医学的科学化是世界医学史研究的共同课题。基于对1945—1950年韩国关于韩医学的科学化论争,PARK YUNJAE(朴润栽)认为,在韩国历史上,韩国人对传统内科医学的疗效有着坚定的信仰。虽然韩国开展了草药成分的化学研究,从草药中提取有效成分制备可用于西医的新药,但韩国传统医学(TKM)建立在哲学基础上,即使以西方科学为标准,依然有着西医无法解释的独特性。因此,西方科学只是韩医学科学化的检验标准之一,但不是绝对的标准。
作为技术咨询机构,世界卫生组织(WHO)一项重要的工作就是对物质产生依赖性的特性进行医学和科学评估,以便协助联合国麻醉药品委员会就有关物质是否管制、如何管制以及管制到何种程度做出决定,就麻醉药品和精神药物公约所辖物质列表提出建议和指导。上海大学文学院教授张勇安指出,自1948年成立以来,世界卫生组织在支持各国预防和减轻精神活性物质使用造成的问题、建议对精神活性物质进行管制领域扮演着领导角色,发挥了关键作用,也因此成为了推动战后全球毒品问题技术治理的重要力量。

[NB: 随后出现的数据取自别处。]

//! Record augmentation
//!
//! Finds the canonical record file among a batch's extracted record
//! candidates, stamps every row with the batch identifier and rewrites the
//! file in place.

use super::codec::{read_table, write_table, CodecError};
use crate::config::{MergeConfig, SourceConfig};
use crate::domain::ids::BatchId;
use crate::domain::{BatchMergeError, RecordError, RecordTable, Result};
use std::fs;
use std::io;
use std::path::{Path, PathBuf};

/// A record file after augmentation
#[derive(Debug, Clone, PartialEq)]
pub struct AugmentedRecords {
    /// Rewritten file
    pub path: PathBuf,
    /// Table as written, batch column included
    pub table: RecordTable,
}

/// Adds the batch column to a batch's record file
#[derive(Debug, Clone)]
pub struct RecordAugmenter {
    record_file_name: String,
    candidate_column: String,
    batch_column: String,
    delimiter: u8,
    chunk_size: usize,
}

impl RecordAugmenter {
    /// Create an augmenter from the source and merge settings
    pub fn new(source: &SourceConfig, merge: &MergeConfig) -> Self {
        Self {
            record_file_name: source.record_file_name.clone(),
            candidate_column: merge.candidate_column.clone(),
            batch_column: merge.batch_column.clone(),
            delimiter: source.delimiter_byte(),
            chunk_size: merge.chunk_size,
        }
    }

    /// First candidate whose file name is exactly the record file name
    pub fn locate<'a>(&self, record_files: &'a [PathBuf]) -> Option<&'a PathBuf> {
        record_files.iter().find(|p| {
            p.file_name()
                .map(|n| n.to_string_lossy() == self.record_file_name.as_str())
                .unwrap_or(false)
        })
    }

    /// Augment the batch's record file, if it has one.
    ///
    /// Returns `Ok(None)` when no candidate carries the record file name, or
    /// when the located file never made it to disk because extraction stopped
    /// early.
    ///
    /// # Errors
    ///
    /// Returns a [`RecordError`] when the file cannot be read, lacks the
    /// candidate column, or cannot be rewritten. The file is left untouched
    /// in the first two cases.
    pub fn augment(
        &self,
        record_files: &[PathBuf],
        batch_id: &BatchId,
    ) -> Result<Option<AugmentedRecords>> {
        let path = match self.locate(record_files) {
            Some(path) => path,
            None => {
                tracing::debug!(batch_id = %batch_id, "Batch has no record file");
                return Ok(None);
            }
        };

        let mut table = match read_table(path, self.delimiter) {
            Ok(table) => table,
            Err(CodecError::Open(e)) if e.kind() == io::ErrorKind::NotFound => {
                tracing::warn!(
                    batch_id = %batch_id,
                    path = %path.display(),
                    "Record file listed in archive was not extracted"
                );
                return Ok(None);
            }
            Err(e) => return Err(e.into_record_error(path).into()),
        };

        if table.column_index(&self.candidate_column).is_none() {
            return Err(RecordError::MissingColumn {
                path: path.display().to_string(),
                column: self.candidate_column.clone(),
            }
            .into());
        }

        table.set_column(&self.batch_column, batch_id.as_str());
        self.rewrite(path, &table)?;

        tracing::debug!(
            batch_id = %batch_id,
            path = %path.display(),
            rows = table.len(),
            "Record file augmented"
        );

        Ok(Some(AugmentedRecords {
            path: path.clone(),
            table,
        }))
    }

    fn rewrite(&self, path: &Path, table: &RecordTable) -> Result<()> {
        let tmp = temp_sibling(path);
        write_table(&tmp, table, self.delimiter, self.chunk_size)?;
        fs::rename(&tmp, path)
            .map_err(|e| BatchMergeError::from_io(e, format!("replacing {}", path.display())))
    }
}

/// `<name>.tmp` next to `path`
pub(crate) fn temp_sibling(path: &Path) -> PathBuf {
    let mut name = path
        .file_name()
        .map(|n| n.to_os_string())
        .unwrap_or_default();
    name.push(".tmp");
    path.with_file_name(name)
}

#[cfg(test)]
mod tests {
    use super::*;
    use tempfile::TempDir;

    fn augmenter() -> RecordAugmenter {
        RecordAugmenter::new(&SourceConfig::default(), &MergeConfig::default())
    }

    fn batch() -> BatchId {
        BatchId::new("BatchOne").unwrap()
    }

    #[test]
    fn test_locate_requires_exact_name() {
        let files = vec![
            PathBuf::from("/b/old_candidates.csv"),
            PathBuf::from("/b/sub/candidates.csv"),
            PathBuf::from("/b/candidates.csv"),
        ];
        assert_eq!(
            augmenter().locate(&files),
            Some(&PathBuf::from("/b/sub/candidates.csv"))
        );
        assert_eq!(augmenter().locate(&files[..1]), None);
    }

    #[test]
    fn test_augment_adds_batch_column() {
        let dir = TempDir::new().unwrap();
        let path = dir.path().join("candidates.csv");
        fs::write(&path, "candidate_id|name\n1|Al\n2|Bo\n").unwrap();

        let augmented = augmenter()
            .augment(&[path.clone()], &batch())
            .unwrap()
            .unwrap();

        assert_eq!(augmented.table.len(), 2);
        assert_eq!(
            augmented.table.column_values("batch_id").unwrap(),
            vec!["BatchOne", "BatchOne"]
        );
        assert_eq!(
            fs::read_to_string(&path).unwrap(),
            "candidate_id|name|batch_id\n1|Al|BatchOne\n2|Bo|BatchOne\n"
        );
        assert!(!dir.path().join("candidates.csv.tmp").exists());
    }

    #[test]
    fn test_augment_overwrites_existing_batch_column() {
        let dir = TempDir::new().unwrap();
        let path = dir.path().join("candidates.csv");
        fs::write(&path, "candidate_id|batch_id\n1|stale\n").unwrap();

        let augmented = augmenter().augment(&[path], &batch()).unwrap().unwrap();
        assert_eq!(augmented.table.headers(), &["candidate_id", "batch_id"]);
        assert_eq!(augmented.table.value(0, "batch_id"), Some("BatchOne"));
    }

    #[test]
    fn test_augment_header_only_file() {
        let dir = TempDir::new().unwrap();
        let path = dir.path().join("candidates.csv");
        fs::write(&path, "candidate_id|name\n").unwrap();

        let augmented = augmenter().augment(&[path.clone()], &batch()).unwrap().unwrap();
        assert!(augmented.table.is_empty());
        assert_eq!(
            fs::read_to_string(&path).unwrap(),
            "candidate_id|name|batch_id\n"
        );
    }

    #[test]
    fn test_augment_missing_candidate_column_leaves_file() {
        let dir = TempDir::new().unwrap();
        let path = dir.path().join("candidates.csv");
        fs::write(&path, "id|name\n1|Al\n").unwrap();

        let err = augmenter().augment(&[path.clone()], &batch()).unwrap_err();
        assert!(matches!(
            err,
            BatchMergeError::Record(RecordError::MissingColumn { .. })
        ));
        assert_eq!(fs::read_to_string(&path).unwrap(), "id|name\n1|Al\n");
    }

    #[test]
    fn test_augment_without_record_file() {
        let result = augmenter()
            .augment(&[PathBuf::from("/b/other.csv")], &batch())
            .unwrap();
        assert!(result.is_none());
    }

    #[test]
    fn test_augment_unextracted_record_file() {
        let dir = TempDir::new().unwrap();
        let result = augmenter()
            .augment(&[dir.path().join("candidates.csv")], &batch())
            .unwrap();
        assert!(result.is_none());
    }

    #[test]
    fn test_temp_sibling() {
        assert_eq!(
            temp_sibling(Path::new("/data/master_candidates.csv")),
            PathBuf::from("/data/master_candidates.csv.tmp")
        );
    }
}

世界医学的进步离不开医学先驱者们的努力与奉献,他们是世界医学史的重要书写者。韩国医生李永春(1903-1980)及其乡村医疗研究所为韩国乡村医疗体系的建立具有重要开拓性贡献。韩国延世大学医学院医史学系主任、医学史研究所所长YEO INSOK(吕寅硕)介绍,李永春于1935年开始从事乡村卫生工作,以治学的心态寻求通过学术途径解决乡村卫生问题。在对农民开展医疗服务的同时,李永春对农民健康进行研究并发表研究结果,并最终成立了乡村医疗研究所。李永春结合学术与实践,为改善乡村卫生状况所做出的努力和贡献应予以高度评价。

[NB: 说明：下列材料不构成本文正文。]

//! Structured logging setup using tracing
//!
//! This module provides console logging plus an optional log file under the
//! source directory, in text or JSON lines, with daily or no rotation.
//!
//! # Example
//!
//! ```no_run
//! use batchmerge::logging::init_logging;
//! use batchmerge::config::LoggingConfig;
//!
//! let config = LoggingConfig::console_only();
//! let _guard = init_logging("info", &config).expect("Failed to initialize logging");
//! ```

use crate::config::LoggingConfig;
use crate::domain::{BatchMergeError, Result};
use std::path::PathBuf;
use tracing::Level;
use tracing_appender::non_blocking::WorkerGuard;
use tracing_appender::rolling::{RollingFileAppender, Rotation};
use tracing_subscriber::layer::SubscriberExt;
use tracing_subscriber::util::SubscriberInitExt;
use tracing_subscriber::{EnvFilter, Layer};

/// Guard that must be kept alive for the duration of the program
/// to ensure logs are flushed properly
pub struct LoggingGuard {
    _file_guard: Option<WorkerGuard>,
}

impl LoggingGuard {
    fn new(file_guard: Option<WorkerGuard>) -> Self {
        Self {
            _file_guard: file_guard,
        }
    }
}

/// Initialize the logging system based on configuration
///
/// This function sets up:
/// - A console layer (always enabled)
/// - A file layer under `config.local_path` when `local_enabled` is set
///
/// # Arguments
///
/// * `log_level_str` - Log level as a string (trace, debug, info, warn, error)
/// * `config` - Logging configuration with `local_path` already resolved
///
/// # Returns
///
/// A `LoggingGuard` that must be kept alive until the process exits; dropping
/// it flushes the file writer.
pub fn init_logging(log_level_str: &str, config: &LoggingConfig) -> Result<LoggingGuard> {
    let log_level = parse_log_level(log_level_str)?;

    let env_filter = EnvFilter::try_from_default_env()
        .unwrap_or_else(|_| EnvFilter::new(format!("batchmerge={}", log_level)));

    let mut layers = Vec::new();

    let console_layer = tracing_subscriber::fmt::layer()
        .with_target(true)
        .with_filter(env_filter.clone());
    layers.push(console_layer.boxed());

    let file_guard = if config.local_enabled {
        std::fs::create_dir_all(&config.local_path).map_err(|e| {
            BatchMergeError::Configuration(format!(
                "Failed to create log directory {}: {}",
                config.local_path, e
            ))
        })?;

        let file_appender = match config.local_rotation.as_str() {
            "never" => RollingFileAppender::new(
                Rotation::NEVER,
                &config.local_path,
                format!("{}.log", config.file_prefix),
            ),
            _ => RollingFileAppender::new(Rotation::DAILY, &config.local_path, &config.file_prefix),
        };
        let (non_blocking, guard) = tracing_appender::non_blocking(file_appender);

        let file_layer = if config.format == "json" {
            tracing_subscriber::fmt::layer()
                .json()
                .with_target(true)
                .with_writer(non_blocking)
                .with_filter(env_filter)
                .boxed()
        } else {
            tracing_subscriber::fmt::layer()
                .with_ansi(false)
                .with_target(false)
                .with_writer(non_blocking)
                .with_filter(env_filter)
                .boxed()
        };

        layers.push(file_layer);
        Some(guard)
    } else {
        None
    };

    tracing_subscriber::registry()
        .with(layers)
        .try_init()
        .map_err(|e| {
            BatchMergeError::Configuration(format!("Failed to install log subscriber: {e}"))
        })?;

    tracing::info!(
        local_enabled = config.local_enabled,
        local_path = %config.local_path,
        rotation = %config.local_rotation,
        "Logging initialized"
    );

    Ok(LoggingGuard::new(file_guard))
}

/// Path of the log file written today for this configuration
pub fn current_log_file(config: &LoggingConfig) -> PathBuf {
    let dir = PathBuf::from(&config.local_path);
    match config.local_rotation.as_str() {
        "never" => dir.join(format!("{}.log", config.file_prefix)),
        _ => dir.join(format!(
            "{}.{}",
            config.file_prefix,
            chrono::Utc::now().format("%Y-%m-%d")
        )),
    }
}

/// Parse log level from string
fn parse_log_level(level_str: &str) -> Result<Level> {
    match level_str.to_lowercase().as_str() {
        "trace" => Ok(Level::TRACE),
        "debug" => Ok(Level::DEBUG),
        "info" => Ok(Level::INFO),
        "warn" => Ok(Level::WARN),
        "error" => Ok(Level::ERROR),
        _ => Err(BatchMergeError::Configuration(format!(
            "Invalid log level: {}. Must be one of: trace, debug, info, warn, error",
            level_str
        ))),
    }
}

中国本草学是从上古的巫术与神仙思想当中剥离出来的。随着战国以来求长生、成仙等主动行为的出现,金石类药物开始成为人们推崇的上品药,这直接影响了东汉成书的《神农本草经》的三品药划分。陕西师范大学历史文化学院、医学与文明研究院教授于赓哲认为,中国古代方术思想盛行后长生成仙路线逐步形成,使得服药成为成仙长生的预备阶段。为了保护“长生”“成仙”这一核心目的,成仙药物的属性变成了“条件免责”的手段,不仅成为术士阶层自我保护的法宝,也满足了事主的心理需求。这种思维下塑造的“神性”药物的共同特点是稀有、性状神奇、来自远方、不可轻得、昂贵,这种意识在隋唐之际达到巅峰。于赓哲指出,随着医疗经验的积累,部分药物会脱离巫术,回归药性,例如人参。但对于神药的认知模式却一直延续下来,总会有新的神药被发掘出来,例如近代对冬虫夏草的推索。古人对神奇药物的崇拜,体现了根植于中国文化土壤中对生命长度期盼与维护的价值取向。在这样的观念之下,社会对药物的取用便不仅仅取决于自身的药用价值。
本次会议为期两天。与会学者还将围绕“人类历史上的瘟疫流传与应对”“中西医史的书写与互见”“医学知识的塑造和传播”“医学实践的展开与回响”等议题展开专场论坛。
会议由陕西师范大学历史文化学院、陕西师范大学医学与文明研究院主办,大韩医史学会、上海中医药大学《中医药文化》编辑部、北京大学医学人文学院、中国科学技术史学会医学史专业委员会协办。